**Exercise brief:** Filter the entries below, keeping only lines with "expect".

=== Records provided ===

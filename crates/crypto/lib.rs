//! # bitx-crypto
//!
//! Cryptographic primitives for the bitx Bitcoin library.
//!
//! This crate provides the numeric substrate for signing and verification:
//! finite-field arithmetic, affine elliptic-curve points, the secp256k1
//! specialization, and ECDSA with the wire encodings Bitcoin uses for keys
//! and signatures (SEC, DER, WIF, Base58Check addresses).
//!
//! ## Modules
//!
//! - [`hash`]: SHA-256, double SHA-256, RIPEMD-160(SHA-256), SHA-1, HMAC-SHA-256
//! - [`base58`]: Base58 and Base58Check encodings
//! - [`field`]: Modular arithmetic over a prime field
//! - [`point`]: Affine points on short Weierstrass curves
//! - [`secp256k1`]: Curve parameters, [`secp256k1::S256Point`], SEC serialization, addresses
//! - [`ecdsa`]: [`ecdsa::Signature`] with DER codec, [`ecdsa::PrivateKey`] with
//!   RFC 6979 deterministic nonces and WIF serialization
//!
//! ## Quick Start
//!
//! ```rust
//! use num_bigint::BigUint;
//! use bitx_crypto::{ecdsa::PrivateKey, hash::hash256};
//!
//! let secret = BigUint::from_bytes_be(&hash256(b"my secret"));
//! let key = PrivateKey::new(secret).unwrap();
//! let z = BigUint::from_bytes_be(&hash256(b"my message"));
//!
//! let signature = key.sign(&z);
//! assert!(key.point().verify(&z, &signature));
//! ```
//!
//! All arithmetic is on [`num_bigint::BigUint`]; modular exponentiation and
//! inversion go through `BigUint::modpow`. Constant-time execution is out of
//! scope.

pub mod base58;
pub mod ecdsa;
pub mod error;
pub mod field;
pub mod hash;
pub mod point;
pub mod secp256k1;

pub use error::CryptoError;
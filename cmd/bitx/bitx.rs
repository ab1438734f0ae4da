mod cli;

use clap::Parser;
use tracing_subscriber::{
    EnvFilter, Layer, Registry, filter::Directive, fmt, layer::SubscriberExt,
};

fn init_tracing(opts: &cli::Options) {
    let log_filter = EnvFilter::builder()
        .with_default_directive(Directive::from(opts.log_level))
        .from_env_lossy();
    let subscriber = Registry::default().with(fmt::layer().with_filter(log_filter));
    tracing::subscriber::set_global_default(subscriber).expect("setting default subscriber failed");
}

fn main() {
    let cli = cli::CLI::parse();
    init_tracing(&cli.opts);

    if let Err(report) = cli::run(cli) {
        eprintln!("bitx: {report}");
        std::process::exit(1);
    }
}
use bitx_codec::error::CodecError;
use bitx_crypto::CryptoError;
use bitx_script::ScriptError;
use thiserror::Error;

#[derive(Debug, Error, PartialEq, Eq, Clone)]
pub enum ChainError {
    #[error(transparent)]
    Codec(#[from] CodecError),
    #[error(transparent)]
    Script(#[from] ScriptError),
    #[error(transparent)]
    Crypto(#[from] CryptoError),
    #[error("Transaction {0} not found")]
    NotFound(String),
    #[error("Transaction source failure: {0}")]
    Source(String),
    #[error("Input index {index} out of range for {len} inputs")]
    InputOutOfRange { index: usize, len: usize },
    #[error("Transaction value overflows")]
    ValueOverflow,
}
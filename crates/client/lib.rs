//! # bitx-client
//!
//! The transaction fetcher: resolves txids to full transactions via the
//! Blockstream HTTP API, with an in-memory map and an optional JSON file
//! cache. Implements [`bitx_common::TxSource`], the seam the verification
//! code fetches previous outputs through.
//!
//! Transactions come back from the API in whatever serialization the chain
//! carries; SegWit marker/flag bytes are stripped before parsing, so
//! downstream code only ever sees legacy-format bytes.

pub mod error;
pub mod fetcher;

pub use error::ClientError;
pub use fetcher::TxFetcher;
use bitx_codec::error::CodecError;
use thiserror::Error;

#[derive(Debug, Error, PartialEq, Eq, Clone)]
pub enum ScriptError {
    #[error(transparent)]
    Codec(#[from] CodecError),
    #[error("Script body of {len} bytes exceeds the 10000 byte limit")]
    ScriptTooLong { len: usize },
    #[error("Script declared {declared} bytes but parsing consumed {consumed}")]
    LengthMismatch { declared: usize, consumed: usize },
    #[error("Data element of {len} bytes exceeds the 520 byte limit")]
    ElementTooLong { len: usize },
    #[error("Opcode 0x{0:02x} is invalid or unimplemented")]
    BadOpcode(u8),
    #[error("Stack underflow")]
    StackUnderflow,
    #[error("Alt stack underflow")]
    AltStackUnderflow,
    #[error("OP_ELSE or OP_ENDIF without a matching OP_IF")]
    UnbalancedConditional,
    #[error("OP_IF without a matching OP_ENDIF")]
    UnterminatedConditional,
    #[error("Script number of {len} bytes exceeds the 8 byte limit")]
    NumberTooLong { len: usize },
}
//! Hash functions used throughout the Bitcoin protocol.

use hmac::{Hmac, Mac};
use ripemd::Ripemd160;
use sha1::Sha1;
use sha2::{Digest, Sha256};

type HmacSha256 = Hmac<Sha256>;

pub fn sha256(data: &[u8]) -> [u8; 32] {
    Sha256::digest(data).into()
}

/// Double SHA-256, the hash behind txids, block hashes and checksums.
pub fn hash256(data: &[u8]) -> [u8; 32] {
    Sha256::digest(Sha256::digest(data)).into()
}

/// RIPEMD-160 of SHA-256, the hash behind addresses and script hashes.
pub fn hash160(data: &[u8]) -> [u8; 20] {
    Ripemd160::digest(Sha256::digest(data)).into()
}

pub fn ripemd160(data: &[u8]) -> [u8; 20] {
    Ripemd160::digest(data).into()
}

pub fn sha1(data: &[u8]) -> [u8; 20] {
    Sha1::digest(data).into()
}

pub fn hmac_sha256(key: &[u8], data: &[u8]) -> [u8; 32] {
    // HMAC accepts keys of any length, so new_from_slice cannot fail.
    let mut mac = HmacSha256::new_from_slice(key).expect("HMAC accepts any key length");
    mac.update(data);
    mac.finalize().into_bytes().into()
}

===

**Solution:**
    tracing::subscriber::set_global_default(subscriber).expect("setting default subscriber failed");
    let mut mac = HmacSha256::new_from_slice(key).expect("HMAC accepts any key length");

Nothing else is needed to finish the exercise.